Rep. Harry Warren, a Republican who represents Rowan County, said the budget and, subsequently, the teacher pay raise, weren’t fiscally responsible.
“By making a commitment to fund everything that we funded, it’s going to cause some very tight fiscal maneuvering,” he said. “Money was pulled from a lot of different pots to fund the teacher raises. It was more than we can afford.”
To Sen. Gene McLaurin, a Democrat whose district includes southern Rowan County, the state’s budget was put together in an inappropriate, secret method.
“I got the budget at 8 a.m. and had to vote on it at 3 p.m. that same day,” McLaurin said. “We should have had at least seven to 10 days to review it, and we ought to have a public hearing in our districts.”
Rep. Carl Ford, who represents Rowan and Cabarrus counties, said he spent most of his time fighting a measure that reappeared multiple times on different bills. It would have added to the number of commissioners in Cabarrus County. Ford said the measure was reintroduced multiple times because some legislators didn’t approve of the Cabarrus board’s actions.
“It just dominated this session for me,” Ford said. “It’s a big concern in that it was a temporary change from now until December.”
All four legislators who represent Rowan County had ideas for the next legislative session, which starts in January 2015.
Medicaid reform was a topic repeated by three of the four Rowan legislators.
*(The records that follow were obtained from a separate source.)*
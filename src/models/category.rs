//! Record categories
//!
//! The category list is fixed; records store the enum variant, and the
//! language-specific label is looked up at render time only.

use std::fmt;

/// Spending/income category for a record
#[derive(Debug, Clone, Copy, PartialEq, Eq, PartialOrd, Ord, Hash)]
pub enum Category {
    Food,
    Transport,
    Entertainment,
    Shopping,
    Salary,
    Investment,
    Other,
}

impl Category {
    /// All categories in entry-form order
    pub const ALL: [Category; 7] = [
        Category::Food,
        Category::Transport,
        Category::Entertainment,
        Category::Shopping,
        Category::Salary,
        Category::Investment,
        Category::Other,
    ];

    /// Canonical language-independent identifier (used by the sink)
    pub fn as_str(&self) -> &'static str {
        match self {
            Self::Food => "food",
            Self::Transport => "transport",
            Self::Entertainment => "entertainment",
            Self::Shopping => "shopping",
            Self::Salary => "salary",
            Self::Investment => "investment",
            Self::Other => "other",
        }
    }

    /// Next category in entry-form order, wrapping around
    pub fn next(&self) -> Self {
        let idx = Self::ALL.iter().position(|c| c == self).unwrap_or(0);
        Self::ALL[(idx + 1) % Self::ALL.len()]
    }

    /// Previous category in entry-form order, wrapping around
    pub fn prev(&self) -> Self {
        let idx = Self::ALL.iter().position(|c| c == self).unwrap_or(0);
        Self::ALL[(idx + Self::ALL.len() - 1) % Self::ALL.len()]
    }
}

impl Default for Category {
    fn default() -> Self {
        Self::Food
    }
}

impl fmt::Display for Category {
    fn fmt(&self, f: &mut fmt::Formatter<'_>) -> fmt::Result {
        write!(f, "{}", self.as_str())
    }
}

#[cfg(test)]
mod tests {
    use super::*;

    #[test]
    fn test_next_prev_cycle() {
        let mut cat = Category::Food;
        for _ in 0..Category::ALL.len() {
            cat = cat.next();
        }
        assert_eq!(cat, Category::Food);

        assert_eq!(Category::Food.prev(), Category::Other);
        assert_eq!(Category::Other.next(), Category::Food);
    }

    #[test]
    fn test_canonical_identifiers_are_unique() {
        let mut names: Vec<_> = Category::ALL.iter().map(|c| c.as_str()).collect();
        names.sort();
        names.dedup();
        assert_eq!(names.len(), Category::ALL.len());
    }
}
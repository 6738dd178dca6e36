//! tally - Terminal-based bilingual expense and income tracker
//!
//! This library provides the core functionality for the tally application:
//! an in-memory session ledger of dated income/expense records, foreign
//! currency conversion at a user-adjustable rate, summary totals, monthly
//! statistics, and an interactive TUI with Chinese/English localization.
//!
//! # Architecture
//!
//! The crate is organized into the following modules:
//!
//! - `config`: Configuration and path management
//! - `error`: Custom error types
//! - `i18n`: Static bilingual string tables
//! - `models`: Core data models (records, categories, amounts)
//! - `fx`: Currency conversion
//! - `ledger`: The session ledger and its reductions
//! - `session`: Action dispatch over the session state
//! - `sink`: Optional write-only external append sink
//! - `tui`: Interactive terminal interface

pub mod config;
pub mod error;
pub mod fx;
pub mod i18n;
pub mod ledger;
pub mod models;
pub mod session;
pub mod sink;
pub mod tui;

pub use error::TallyError;
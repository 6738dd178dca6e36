//! Sidebar view
//!
//! Shows the app header and the session settings: language and
//! conversion rate, plus the sink indicator when one is attached.

use ratatui::{
    layout::{Constraint, Direction, Layout, Rect},
    style::{Color, Modifier, Style},
    text::{Line, Span},
    widgets::{Block, Borders, Paragraph},
    Frame,
};

use crate::tui::app::App;

/// Render the sidebar
pub fn render(frame: &mut Frame, app: &App, area: Rect) {
    let chunks = Layout::default()
        .direction(Direction::Vertical)
        .constraints([
            Constraint::Length(3), // Header
            Constraint::Min(5),    // Settings
        ])
        .split(area);

    render_header(frame, app, chunks[0]);
    render_settings(frame, app, chunks[1]);
}

/// Render the app title header
fn render_header(frame: &mut Frame, app: &App, area: Rect) {
    let t = app.session.language.strings();

    let block = Block::default()
        .title(format!(" {} ", t.title))
        .title_style(
            Style::default()
                .fg(Color::Cyan)
                .add_modifier(Modifier::BOLD),
        )
        .borders(Borders::ALL)
        .border_style(Style::default().fg(Color::DarkGray));

    let version = Paragraph::new(concat!("v", env!("CARGO_PKG_VERSION")))
        .block(block)
        .style(Style::default().fg(Color::DarkGray));

    frame.render_widget(version, area);
}

/// Render the settings panel
fn render_settings(frame: &mut Frame, app: &App, area: Rect) {
    let t = app.session.language.strings();

    let block = Block::default()
        .title(format!(" {} ", t.settings))
        .borders(Borders::ALL)
        .border_style(Style::default().fg(Color::DarkGray));

    let mut lines = vec![
        Line::from(vec![
            Span::styled(
                format!("{}: ", t.language),
                Style::default().fg(Color::White),
            ),
            Span::styled(
                app.session.language.as_str(),
                Style::default().fg(Color::Yellow),
            ),
            Span::styled(" [l]", Style::default().fg(Color::DarkGray)),
        ]),
        Line::from(vec![
            Span::styled(format!("{}: ", t.rate), Style::default().fg(Color::White)),
            Span::styled(
                format!("{:.1}", app.session.rate()),
                Style::default().fg(Color::Yellow),
            ),
            Span::styled(" [+/-]", Style::default().fg(Color::DarkGray)),
        ]),
    ];

    if app.session.has_sink() {
        lines.push(Line::from(""));
        lines.push(Line::from(Span::styled(
            "→ CSV",
            Style::default().fg(Color::Green),
        )));
    }

    let paragraph = Paragraph::new(lines).block(block);
    frame.render_widget(paragraph, area);
}
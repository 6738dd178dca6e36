//! Core data models

pub mod category;
pub mod money;
pub mod record;

pub use category::Category;
pub use record::{Currency, Kind, Record};
//! Layout definitions for the TUI
//!
//! Defines the overall layout structure: settings sidebar, summary panel,
//! record table, monthly chart, status bar.

use ratatui::layout::{Constraint, Direction, Layout, Rect};

/// Layout regions for the TUI
pub struct AppLayout {
    /// Sidebar area (settings: language, rate)
    pub sidebar: Rect,
    /// Summary totals area
    pub summary: Rect,
    /// Record table area
    pub records: Rect,
    /// Monthly bar chart area
    pub chart: Rect,
    /// Status bar at the bottom
    pub status_bar: Rect,
}

impl AppLayout {
    /// Calculate layout from available area
    pub fn new(area: Rect) -> Self {
        // Split into main area and status bar
        let vertical = Layout::default()
            .direction(Direction::Vertical)
            .constraints([
                Constraint::Min(3),    // Main area
                Constraint::Length(1), // Status bar
            ])
            .split(area);

        // Split main area into sidebar and content
        let horizontal = Layout::default()
            .direction(Direction::Horizontal)
            .constraints([
                Constraint::Length(28), // Sidebar (fixed width)
                Constraint::Min(40),    // Main content
            ])
            .split(vertical[0]);

        // Stack summary, records, and chart in the content column
        let content = Layout::default()
            .direction(Direction::Vertical)
            .constraints([
                Constraint::Length(5),  // Summary
                Constraint::Min(6),     // Records
                Constraint::Length(12), // Chart
            ])
            .split(horizontal[1]);

        Self {
            sidebar: horizontal[0],
            summary: content[0],
            records: content[1],
            chart: content[2],
            status_bar: vertical[1],
        }
    }
}

/// Create a centered rect for dialogs
pub fn centered_rect(percent_x: u16, percent_y: u16, r: Rect) -> Rect {
    let popup_layout = Layout::default()
        .direction(Direction::Vertical)
        .constraints([
            Constraint::Percentage((100 - percent_y) / 2),
            Constraint::Percentage(percent_y),
            Constraint::Percentage((100 - percent_y) / 2),
        ])
        .split(r);

    Layout::default()
        .direction(Direction::Horizontal)
        .constraints([
            Constraint::Percentage((100 - percent_x) / 2),
            Constraint::Percentage(percent_x),
            Constraint::Percentage((100 - percent_x) / 2),
        ])
        .split(popup_layout[1])[1]
}

/// Create a fixed-size centered rect for dialogs
pub fn centered_rect_fixed(width: u16, height: u16, r: Rect) -> Rect {
    let x = r.x + (r.width.saturating_sub(width)) / 2;
    let y = r.y + (r.height.saturating_sub(height)) / 2;
    Rect::new(x, y, width.min(r.width), height.min(r.height))
}
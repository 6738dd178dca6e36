//! Confirmation dialog
//!
//! Simple yes/no confirmation

use ratatui::{
    style::{Color, Modifier, Style},
    text::{Line, Span},
    widgets::{Block, Borders, Clear, Paragraph, Wrap},
    Frame,
};

use crate::tui::layout::centered_rect_fixed;

/// Render a confirmation dialog
pub fn render(frame: &mut Frame, title: &str, message: &str) {
    let area = centered_rect_fixed(50, 7, frame.area());

    // Clear the background
    frame.render_widget(Clear, area);

    let block = Block::default()
        .title(format!(" {} ", title))
        .title_style(
            Style::default()
                .fg(Color::Yellow)
                .add_modifier(Modifier::BOLD),
        )
        .borders(Borders::ALL)
        .border_style(Style::default().fg(Color::Yellow));

    let lines = vec![
        Line::from(""),
        Line::from(Span::styled(message, Style::default().fg(Color::White))),
        Line::from(""),
        Line::from(vec![
            Span::styled("[Y]", Style::default().fg(Color::Green)),
            Span::raw(" Yes  "),
            Span::styled("[N]", Style::default().fg(Color::Red)),
            Span::raw(" No  "),
            Span::styled("[Esc]", Style::default().fg(Color::Yellow)),
            Span::raw(" Cancel"),
        ]),
    ];

    let paragraph = Paragraph::new(lines)
        .block(block)
        .wrap(Wrap { trim: false });

    frame.render_widget(paragraph, area);
}
//! TUI views
//!
//! The settings sidebar, summary totals, record table, monthly chart
//! and the status bar.

pub mod chart;
pub mod records;
pub mod sidebar;
pub mod status_bar;
pub mod summary;

use ratatui::Frame;

use super::app::{ActiveDialog, App};
use super::dialogs;
use super::layout::AppLayout;

/// Render the entire application
pub fn render(frame: &mut Frame, app: &mut App) {
    let layout = AppLayout::new(frame.area());

    sidebar::render(frame, app, layout.sidebar);
    summary::render(frame, app, layout.summary);
    records::render(frame, app, layout.records);
    chart::render(frame, app, layout.chart);
    status_bar::render(frame, app, layout.status_bar);

    // Render dialog if active
    match app.active_dialog {
        ActiveDialog::AddRecord => dialogs::record::render(frame, app),
        ActiveDialog::ConfirmDelete(_) => {
            let t = app.session.language.strings();
            dialogs::confirm::render(frame, t.delete, t.delete_confirm);
        }
        ActiveDialog::Help => dialogs::help::render(frame),
        ActiveDialog::None => {}
    }
}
Ford said Medicaid costs are driving up the state’s budget expenditures, but said expansion isn’t the answer.
Warren agreed that Medicaid reform is a vital issue to be addressed in January.
“We need to get our arms around it,” he said. “The costs from medicaid have been exorbitant.”
He said expanding Medicaid may be possible in North Carolina, but only if the state controls costs first.
Though he said the short session was productive, McLaurin, who was previously the mayor of Rockingham, said legislators should focus on being more transparent and efficient in future sessions.
“Some of the issues that were priority items early on just frankly dragged along,” he said. “I thought we could’ve gotten our work done much sooner.”